### Task directions
For this listing, the lines between the one holding "pub struct CardInput" and the one holding "pub fn apply(&mut", inclusive, must be set down exactly.

### Extracted entries
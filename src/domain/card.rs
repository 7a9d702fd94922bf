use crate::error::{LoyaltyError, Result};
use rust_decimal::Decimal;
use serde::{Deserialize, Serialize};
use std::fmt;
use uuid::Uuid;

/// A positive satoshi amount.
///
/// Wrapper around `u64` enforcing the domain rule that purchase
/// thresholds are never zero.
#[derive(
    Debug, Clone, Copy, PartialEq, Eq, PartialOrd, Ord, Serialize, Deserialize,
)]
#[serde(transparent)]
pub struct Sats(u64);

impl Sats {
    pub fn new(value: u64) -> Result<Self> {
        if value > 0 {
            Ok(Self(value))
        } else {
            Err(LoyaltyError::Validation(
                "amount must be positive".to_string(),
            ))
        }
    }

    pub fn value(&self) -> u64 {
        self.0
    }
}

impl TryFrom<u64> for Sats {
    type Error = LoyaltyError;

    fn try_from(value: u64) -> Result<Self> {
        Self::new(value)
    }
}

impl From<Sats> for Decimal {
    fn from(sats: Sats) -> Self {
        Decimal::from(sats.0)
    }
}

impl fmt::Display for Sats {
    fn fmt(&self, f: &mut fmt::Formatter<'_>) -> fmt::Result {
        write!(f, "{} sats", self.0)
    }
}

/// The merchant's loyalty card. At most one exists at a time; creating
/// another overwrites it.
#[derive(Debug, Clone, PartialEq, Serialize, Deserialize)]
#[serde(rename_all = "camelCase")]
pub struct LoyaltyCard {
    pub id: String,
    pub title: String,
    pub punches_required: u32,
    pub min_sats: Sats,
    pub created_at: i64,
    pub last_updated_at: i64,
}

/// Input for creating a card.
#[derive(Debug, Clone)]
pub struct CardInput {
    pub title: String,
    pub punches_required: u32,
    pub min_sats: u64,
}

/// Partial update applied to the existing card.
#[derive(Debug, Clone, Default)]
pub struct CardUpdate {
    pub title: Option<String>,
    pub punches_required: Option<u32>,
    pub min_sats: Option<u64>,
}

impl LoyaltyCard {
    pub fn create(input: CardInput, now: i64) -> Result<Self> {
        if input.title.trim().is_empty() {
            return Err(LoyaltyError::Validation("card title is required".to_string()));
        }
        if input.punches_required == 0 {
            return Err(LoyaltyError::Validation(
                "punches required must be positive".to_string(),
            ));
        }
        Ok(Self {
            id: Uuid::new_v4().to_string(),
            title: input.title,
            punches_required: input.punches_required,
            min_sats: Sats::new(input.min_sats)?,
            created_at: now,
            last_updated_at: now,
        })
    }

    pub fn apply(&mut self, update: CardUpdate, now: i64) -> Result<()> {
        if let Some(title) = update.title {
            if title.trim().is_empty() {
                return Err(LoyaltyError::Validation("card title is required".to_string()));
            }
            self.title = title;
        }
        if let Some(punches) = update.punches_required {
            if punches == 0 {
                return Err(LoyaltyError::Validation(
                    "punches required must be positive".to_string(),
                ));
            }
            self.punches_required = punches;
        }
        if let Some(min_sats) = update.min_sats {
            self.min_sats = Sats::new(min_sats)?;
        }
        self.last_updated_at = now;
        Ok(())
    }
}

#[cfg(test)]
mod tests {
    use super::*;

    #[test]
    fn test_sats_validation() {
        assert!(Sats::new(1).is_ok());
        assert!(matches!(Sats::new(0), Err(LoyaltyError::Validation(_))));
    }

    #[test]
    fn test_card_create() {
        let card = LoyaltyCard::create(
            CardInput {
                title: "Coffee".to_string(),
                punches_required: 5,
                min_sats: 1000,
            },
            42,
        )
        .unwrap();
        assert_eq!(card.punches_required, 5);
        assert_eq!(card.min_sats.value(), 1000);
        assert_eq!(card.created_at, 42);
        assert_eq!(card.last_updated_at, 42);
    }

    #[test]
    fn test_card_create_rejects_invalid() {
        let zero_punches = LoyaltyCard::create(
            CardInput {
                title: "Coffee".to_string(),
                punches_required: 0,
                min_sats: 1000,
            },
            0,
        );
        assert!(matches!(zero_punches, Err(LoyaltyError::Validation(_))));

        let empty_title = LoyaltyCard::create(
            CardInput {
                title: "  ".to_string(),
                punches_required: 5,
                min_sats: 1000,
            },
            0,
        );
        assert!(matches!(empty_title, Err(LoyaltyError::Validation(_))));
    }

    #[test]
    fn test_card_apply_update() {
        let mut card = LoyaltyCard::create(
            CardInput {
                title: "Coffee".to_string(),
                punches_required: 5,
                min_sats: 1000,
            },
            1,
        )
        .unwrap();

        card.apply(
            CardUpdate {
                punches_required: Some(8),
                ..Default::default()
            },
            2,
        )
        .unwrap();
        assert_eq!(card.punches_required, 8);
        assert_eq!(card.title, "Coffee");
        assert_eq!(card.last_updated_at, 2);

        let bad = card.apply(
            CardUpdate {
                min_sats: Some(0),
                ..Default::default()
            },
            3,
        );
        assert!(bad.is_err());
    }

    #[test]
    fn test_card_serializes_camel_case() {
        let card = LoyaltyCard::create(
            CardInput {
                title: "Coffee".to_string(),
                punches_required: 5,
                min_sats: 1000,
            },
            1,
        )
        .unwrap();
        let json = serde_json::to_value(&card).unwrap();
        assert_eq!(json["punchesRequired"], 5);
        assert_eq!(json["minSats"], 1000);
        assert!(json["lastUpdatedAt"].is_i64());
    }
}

--

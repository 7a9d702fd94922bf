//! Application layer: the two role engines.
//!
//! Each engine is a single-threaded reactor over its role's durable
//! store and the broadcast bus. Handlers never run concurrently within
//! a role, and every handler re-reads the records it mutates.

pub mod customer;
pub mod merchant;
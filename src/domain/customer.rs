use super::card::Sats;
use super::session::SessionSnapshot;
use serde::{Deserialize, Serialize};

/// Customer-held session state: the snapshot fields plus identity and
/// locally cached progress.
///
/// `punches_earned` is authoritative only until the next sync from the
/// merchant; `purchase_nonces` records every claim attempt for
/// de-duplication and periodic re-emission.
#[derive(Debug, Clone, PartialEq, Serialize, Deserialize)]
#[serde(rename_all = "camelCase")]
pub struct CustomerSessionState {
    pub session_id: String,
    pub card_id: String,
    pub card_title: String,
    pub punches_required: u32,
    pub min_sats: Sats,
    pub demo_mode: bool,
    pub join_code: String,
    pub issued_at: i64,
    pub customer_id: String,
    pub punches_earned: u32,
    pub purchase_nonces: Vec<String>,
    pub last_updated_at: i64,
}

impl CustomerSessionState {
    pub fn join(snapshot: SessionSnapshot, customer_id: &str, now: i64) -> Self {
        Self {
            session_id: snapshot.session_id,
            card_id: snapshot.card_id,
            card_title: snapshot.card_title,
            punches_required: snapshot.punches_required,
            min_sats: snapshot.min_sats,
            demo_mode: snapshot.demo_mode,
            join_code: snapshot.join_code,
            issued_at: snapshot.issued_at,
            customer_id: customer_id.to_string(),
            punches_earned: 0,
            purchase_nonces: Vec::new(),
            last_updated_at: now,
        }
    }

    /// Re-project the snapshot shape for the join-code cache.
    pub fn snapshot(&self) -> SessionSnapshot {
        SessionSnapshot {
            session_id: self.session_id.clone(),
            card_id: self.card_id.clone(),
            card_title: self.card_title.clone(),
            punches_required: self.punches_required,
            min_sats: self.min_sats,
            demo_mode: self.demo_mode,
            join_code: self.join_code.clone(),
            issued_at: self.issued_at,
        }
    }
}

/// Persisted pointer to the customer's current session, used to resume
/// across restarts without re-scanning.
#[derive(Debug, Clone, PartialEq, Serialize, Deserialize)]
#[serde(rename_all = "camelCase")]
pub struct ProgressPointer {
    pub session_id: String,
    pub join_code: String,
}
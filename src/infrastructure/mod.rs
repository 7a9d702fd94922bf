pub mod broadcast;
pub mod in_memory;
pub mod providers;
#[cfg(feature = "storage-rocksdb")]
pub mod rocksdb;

...

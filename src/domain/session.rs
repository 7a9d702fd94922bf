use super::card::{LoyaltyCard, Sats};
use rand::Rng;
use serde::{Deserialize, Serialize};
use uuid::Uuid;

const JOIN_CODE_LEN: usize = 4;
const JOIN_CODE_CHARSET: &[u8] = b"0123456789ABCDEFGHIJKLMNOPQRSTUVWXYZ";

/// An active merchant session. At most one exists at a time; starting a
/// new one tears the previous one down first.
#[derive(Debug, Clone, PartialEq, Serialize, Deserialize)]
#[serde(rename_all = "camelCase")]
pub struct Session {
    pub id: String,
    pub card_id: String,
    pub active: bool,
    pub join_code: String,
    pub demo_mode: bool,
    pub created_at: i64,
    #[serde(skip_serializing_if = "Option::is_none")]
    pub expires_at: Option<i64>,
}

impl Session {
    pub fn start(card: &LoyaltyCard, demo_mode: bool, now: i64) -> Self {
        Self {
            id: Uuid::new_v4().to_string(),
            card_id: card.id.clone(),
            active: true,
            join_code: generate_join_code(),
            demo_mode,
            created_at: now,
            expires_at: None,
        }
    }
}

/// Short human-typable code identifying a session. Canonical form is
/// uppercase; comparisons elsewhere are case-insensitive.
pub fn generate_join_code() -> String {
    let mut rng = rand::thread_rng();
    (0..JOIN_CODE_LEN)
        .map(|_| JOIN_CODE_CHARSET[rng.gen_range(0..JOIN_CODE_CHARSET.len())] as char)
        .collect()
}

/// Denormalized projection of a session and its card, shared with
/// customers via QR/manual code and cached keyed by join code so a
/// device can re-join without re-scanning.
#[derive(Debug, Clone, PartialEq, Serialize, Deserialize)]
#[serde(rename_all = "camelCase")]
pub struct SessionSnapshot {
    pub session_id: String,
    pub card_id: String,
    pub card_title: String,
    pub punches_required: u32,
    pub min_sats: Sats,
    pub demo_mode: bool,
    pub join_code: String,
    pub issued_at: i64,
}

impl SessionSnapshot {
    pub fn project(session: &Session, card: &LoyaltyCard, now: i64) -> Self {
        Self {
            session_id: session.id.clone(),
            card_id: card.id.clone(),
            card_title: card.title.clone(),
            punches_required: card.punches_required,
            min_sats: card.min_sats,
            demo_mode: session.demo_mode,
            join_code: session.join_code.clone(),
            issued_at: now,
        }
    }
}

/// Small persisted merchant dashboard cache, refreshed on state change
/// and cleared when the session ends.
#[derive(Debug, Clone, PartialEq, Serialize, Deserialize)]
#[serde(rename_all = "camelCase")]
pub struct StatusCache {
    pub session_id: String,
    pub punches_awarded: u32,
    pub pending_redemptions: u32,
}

### Answer space
pub struct CardInput {
    pub title: String,
    pub punches_required: u32,
    pub min_sats: u64,
}

/// Partial update applied to the existing card.
#[derive(Debug, Clone, Default)]
pub struct CardUpdate {
    pub title: Option<String>,
    pub punches_required: Option<u32>,
    pub min_sats: Option<u64>,
}

impl LoyaltyCard {
    pub fn create(input: CardInput, now: i64) -> Result<Self> {
        if input.title.trim().is_empty() {
            return Err(LoyaltyError::Validation("card title is required".to_string()));
        }
        if input.punches_required == 0 {
            return Err(LoyaltyError::Validation(
                "punches required must be positive".to_string(),
            ));
        }
        Ok(Self {
            id: Uuid::new_v4().to_string(),
            title: input.title,
            punches_required: input.punches_required,
            min_sats: Sats::new(input.min_sats)?,
            created_at: now,
            last_updated_at: now,
        })
    }

    pub fn apply(&mut self, update: CardUpdate, now: i64) -> Result<()> {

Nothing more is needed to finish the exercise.